Toda essa experiência nos ares, claro, tinha um preço alto. Era um tempo em que viajar de avião não era acessível para todos, com o valor das passagens mais condizente à realidade da elite. A aviação por aqui serviu setores de maior poder aquisitivo, virando um meio de transporte de luxo, como defende Volney Aparecido de Gouveia, professor e gestor do curso de aeronáutica da Universidade Municipal de São Caetano do Sul (USCS).
“Nossa indústria nunca esteve tão preocupada mais diretamente com a questão do acesso ao transporte aéreo. A preocupação era oferecer um serviço de alta qualidade”, afirma o professor, que já trabalhou na Varig e na Tam.
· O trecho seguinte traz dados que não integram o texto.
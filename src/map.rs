use crate::optional::Optional;
use crate::rbtree::{self, Duplicates, DuplicatePolicy, RBTree, Unique};
use std::borrow::Borrow;
use std::cmp::Ordering;
use std::fmt::Debug;
use std::iter::FusedIterator;

/// Key and value stored together in a map's tree. Ordered and compared by key only.
#[derive(Debug, Clone)]
pub struct Entry<K, V> {
    pub key: K,
    pub val: V,
}

impl<K, V> Entry<K, V> {
    #[inline]
    pub fn new(key: K, val: V) -> Entry<K, V> {
        Entry { key, val }
    }
}

impl<K, V> Borrow<K> for Entry<K, V> {
    #[inline(always)]
    fn borrow(&self) -> &K {
        &self.key
    }
}

impl<K: PartialEq, V> PartialEq for Entry<K, V> {
    fn eq(&self, other: &Self) -> bool {
        self.key == other.key
    }
}

impl<K: Eq, V> Eq for Entry<K, V> {}

impl<K: Ord, V> PartialOrd for Entry<K, V> {
    fn partial_cmp(&self, other: &Self) -> Option<Ordering> {
        Some(self.cmp(other))
    }
}

impl<K: Ord, V> Ord for Entry<K, V> {
    fn cmp(&self, other: &Self) -> Ordering {
        self.key.cmp(&other.key)
    }
}

/// Ordered key-value container over [`RBTree`].
///
/// ```
/// use stowage::Map;
///
/// let mut ages = Map::new();
/// ages.insert("ann", 31);
/// let mut previous = ages.insert("ann", 32);
/// assert_eq!(31, previous.unwrap());
/// assert_eq!(Some(&32), ages.get(&"ann"));
/// ```
pub struct MapBase<K, V, D: DuplicatePolicy = Unique> {
    tree: RBTree<Entry<K, V>, D>,
}

/// One value per key; inserting an existing key replaces its value.
pub type Map<K, V> = MapBase<K, V, Unique>;

/// Any number of values per key, kept in insertion order.
pub type MultiMap<K, V> = MapBase<K, V, Duplicates>;

impl<K, V, D: DuplicatePolicy> MapBase<K, V, D> {
    pub fn new() -> MapBase<K, V, D> {
        MapBase { tree: RBTree::new() }
    }

    #[inline]
    pub fn size(&self) -> usize {
        self.tree.size()
    }

    #[inline]
    pub fn is_empty(&self) -> bool {
        self.tree.is_empty()
    }

    pub fn clear(&mut self) {
        self.tree.clear();
    }

    /// Entries in key order.
    pub fn iter(&self) -> Iter<'_, K, V> {
        Iter { inner: self.tree.iter() }
    }
}

impl<K: Ord, V, D: DuplicatePolicy> MapBase<K, V, D> {
    pub fn insert(&mut self, key: K, val: V) -> D::InsertResult<V> {
        D::map_result(self.tree.insert(Entry { key, val }), |entry| entry.val)
    }

    /// Removes one entry with this key and returns its value.
    pub fn remove(&mut self, key: &K) -> Optional<V> {
        let mut removed = self.tree.remove(key);
        if removed.is_valid() {
            Optional::new(removed.unwrap().val)
        } else {
            Optional::none()
        }
    }

    pub fn get(&self, key: &K) -> Option<&V> {
        self.tree.get(key).map(|entry| &entry.val)
    }

    pub fn get_mut(&mut self, key: &K) -> Option<&mut V> {
        self.tree.find_mut(key).map(|entry| &mut entry.val)
    }

    pub fn contains_key(&self, key: &K) -> bool {
        self.tree.contains(key)
    }

    pub fn count(&self, key: &K) -> usize {
        self.tree.count(key)
    }
}

impl<K, V, D: DuplicatePolicy> Default for MapBase<K, V, D> {
    fn default() -> Self {
        MapBase::new()
    }
}

impl<K: Ord + Clone, V: Clone, D: DuplicatePolicy> Clone for MapBase<K, V, D> {
    fn clone(&self) -> Self {
        MapBase { tree: self.tree.clone() }
    }
}

impl<K: PartialEq, V: PartialEq, D: DuplicatePolicy> PartialEq for MapBase<K, V, D> {
    fn eq(&self, other: &Self) -> bool {
        self.size() == other.size() && self.iter().eq(other.iter())
    }
}

impl<K: Debug, V: Debug, D: DuplicatePolicy> Debug for MapBase<K, V, D> {
    fn fmt(&self, f: &mut std::fmt::Formatter<'_>) -> std::fmt::Result {
        f.debug_map().entries(self.iter()).finish()
    }
}

impl<K: Ord, V, D: DuplicatePolicy> FromIterator<(K, V)> for MapBase<K, V, D> {
    fn from_iter<I: IntoIterator<Item=(K, V)>>(iter: I) -> Self {
        let mut map = MapBase::new();
        map.extend(iter);
        map
    }
}

impl<K: Ord, V, D: DuplicatePolicy> Extend<(K, V)> for MapBase<K, V, D> {
    fn extend<I: IntoIterator<Item=(K, V)>>(&mut self, iter: I) {
        for (key, val) in iter {
            let _ = self.insert(key, val);
        }
    }
}

impl<'a, K, V, D: DuplicatePolicy> IntoIterator for &'a MapBase<K, V, D> {
    type Item = (&'a K, &'a V);
    type IntoIter = Iter<'a, K, V>;

    fn into_iter(self) -> Self::IntoIter {
        self.iter()
    }
}

pub struct Iter<'a, K, V> {
    inner: rbtree::Iter<'a, Entry<K, V>>,
}

impl<'a, K, V> Iterator for Iter<'a, K, V> {
    type Item = (&'a K, &'a V);

    fn next(&mut self) -> Option<Self::Item> {
        self.inner.next().map(|entry| (&entry.key, &entry.val))
    }

    fn size_hint(&self) -> (usize, Option<usize>) {
        self.inner.size_hint()
    }
}

impl<'a, K, V> DoubleEndedIterator for Iter<'a, K, V> {
    fn next_back(&mut self) -> Option<Self::Item> {
        self.inner.next_back().map(|entry| (&entry.key, &entry.val))
    }
}

impl<'a, K, V> ExactSizeIterator for Iter<'a, K, V> {}

impl<'a, K, V> FusedIterator for Iter<'a, K, V> {}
Os custos das operações, incluindo aí os serviços de bordo e as comodidades nas alturas, eram imediatamente repassados para os preços das passagens, deixando-as bem mais salgadas que atualmente.
O cenário glamouroso dos voos começou a mudar já a partir dos anos 1970. Os serviços de status luxuosos se modificaram ao longo do tempo, refletindo um fenômeno internacional. E a partir dos anos 1980 a aviação mundial foi perdendo gradativamente essa característica, seguindo uma mudança de paradigma. Assentos ficaram mais apertados, comidas passaram a ser servidas em menores quantidades e a louça deu lugar aos descartáveis.
A chegada de negócios low fare low cost (baixa tarifa, baixo custo) no mercado começou a abalar as estruturas do setor, abarcando uma diversidade maior de passageiros, o que levou as companhias a se readequarem e “nivelar por baixo a qualidade do serviço por uma questão de sobrevivência”, como avalia Volney. “As empresas que surgiram depois já nasceram entendendo que essa aviação baseada no glamour não permite a elas expandirem suas operações e presença nos mercados”, afirma.
Para se ter uma ideia, de acordo com a pesquisa Transporte Aéreo de Passageiros da Confederação Nacional do Transporte (CNT), o valor médio de comercialização das passagens em 2002 era de R$580,58. Em 2014, o valor passou para R$330,25, representando uma queda de 43,1% em 12 anos. Na décadas de 1970, este valor poderia ser até três vezes maior. Seguindo essa tendência do mercado, a pesquisa também aponta que entre 2000 e 2014 houve um crescimento de 210,8% no número de passageiros transportados, uma vez que em 2000 esse contingente correspondia a 32,92 milhões e em 2014 chegou a 102,32 milhões de passageiros – bem diferente da pequena porcentagem da população que voava antigamente.